Lancé trois semaines avant la date retenue, l’appel couvre toutes les implantations françaises de TotalEnergies. Les modalités seront arrêtées localement selon la participation des salariés, précise Eric Sellini, coordinateur de la CGT au sein du groupe. Dans les raffineries, la mobilisation pourrait suspendre certaines expéditions de carburants, tandis que des stations-service pourraient fermer temporairement.
La question des effectifs occupe une place centrale dans les revendications. La CGT décrit des équipes « sous tension », particulièrement dans les raffineries, et dénonce un recours croissant aux contrats à durée déterminée et à l’intérim. Eric Sellini établit un lien entre cette organisation du travail et les difficultés rencontrées dans les activités industrielles du groupe.
Le syndicat réclame un renforcement des effectifs permanents et alerte sur les conséquences possibles de la situation actuelle sur la sécurité. Selon la CGT, la tension sur les équipes et le recours accru aux contrats temporaires fragilisent les conditions d’exploitation. Cette alerte concerne principalement les raffineries, où la continuité des opérations repose sur des métiers techniques et industriels.
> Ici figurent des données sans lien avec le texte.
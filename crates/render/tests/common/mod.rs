//! Common test utilities for renderer testing.
//!
//! Provides request/response builders, the users fixture shared by the
//! renderer suites and the expected document shell.

#![allow(dead_code)]

use http::header::{ACCEPT, CONTENT_TYPE};
use http::{Request, Response};
use rendition::Body;
use serde_json::{Value, json};

/// The HTML written before every default document.
pub const HTML_HEAD: &str = r#"<!DOCTYPE html>
<html>
<head>
    <title></title>
    <meta http-equiv="Content-Type" content="text/html; charset=UTF-8" />
    <style>
    body {
        font-family: Helvetica, Arial, sans-serif;
        font-size: 14px;
        color: #000;
        padding: 5px;
    }

    ul {
        padding-bottom: 15px;
        padding-left: 20px;
    }
    a {
        color: #2368AF;
    }
    </style>
</head>
<body>"#;

/// The HTML written after every default document.
pub const HTML_TAIL: &str = "</body>\n</html>\n";

/// Creates a request with the given Accept header.
pub fn request(accept: &str) -> Request<()> {
    Request::builder()
        .uri("http://example.com")
        .header(ACCEPT, accept)
        .body(())
        .unwrap()
}

/// Creates a response with an empty in-memory body.
pub fn response() -> Response<Body> {
    Response::new(Body::memory())
}

/// The Content-Type of a response, or an empty string.
pub fn content_type(response: &Response<Body>) -> &str {
    response
        .headers()
        .get(CONTENT_TYPE)
        .and_then(|value| value.to_str().ok())
        .unwrap_or_default()
}

/// The body of a response with an in-memory body.
pub fn body(response: &Response<Body>) -> &str {
    response
        .body()
        .as_str()
        .expect("response body should be in memory")
}

/// Two users, one of them with a link.
pub fn users() -> Value {
    json!({
        "items": [
            {"name": "Alex", "is_admin": true},
            {"name": "Robin", "is_admin": false, "link": "http://example.com"}
        ]
    })
}

/// Two users without links.
pub fn users_without_links() -> Value {
    json!({
        "items": [
            {"name": "Alex", "is_admin": true},
            {"name": "Robin", "is_admin": false}
        ]
    })
}

/// Wraps `fragment` in the default document shell.
pub fn html_document(fragment: &str) -> String {
    format!("{}{}{}", HTML_HEAD, fragment, HTML_TAIL)
}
« Les salariés subissent une dégradation continue de leurs conditions de travail », affirme la CGT dans son appel. Le syndicat ajoute que les périodes de canicule ont accentué les difficultés rencontrées sur les sites. Les revendications portent ainsi sur les niveaux d’effectifs, mais également sur l’organisation quotidienne du travail et les conditions d’exercice des différents métiers.
Hutchinson, filiale de TotalEnergies spécialisée dans le caoutchouc et les joints destinés à l’industrie, est également concernée par l’appel. La mobilisation dépasse donc les seules activités pétrolières et les raffineries. La CGT indique que les difficultés relatives aux effectifs et aux conditions de travail touchent aussi cette filiale industrielle, présente sur plusieurs métiers du groupe.
Les salaires constituent l’autre axe central de la mobilisation. Le syndicat affirme que des milliers de salariés des filiales perçoivent la prime d’activité versée par la Caisse d’allocations familiales afin de compléter des rémunérations devenues insuffisantes face au coût de la vie. « Le carburant atteint des prix records et les salaires, eux, restent bloqués », résume la CGT.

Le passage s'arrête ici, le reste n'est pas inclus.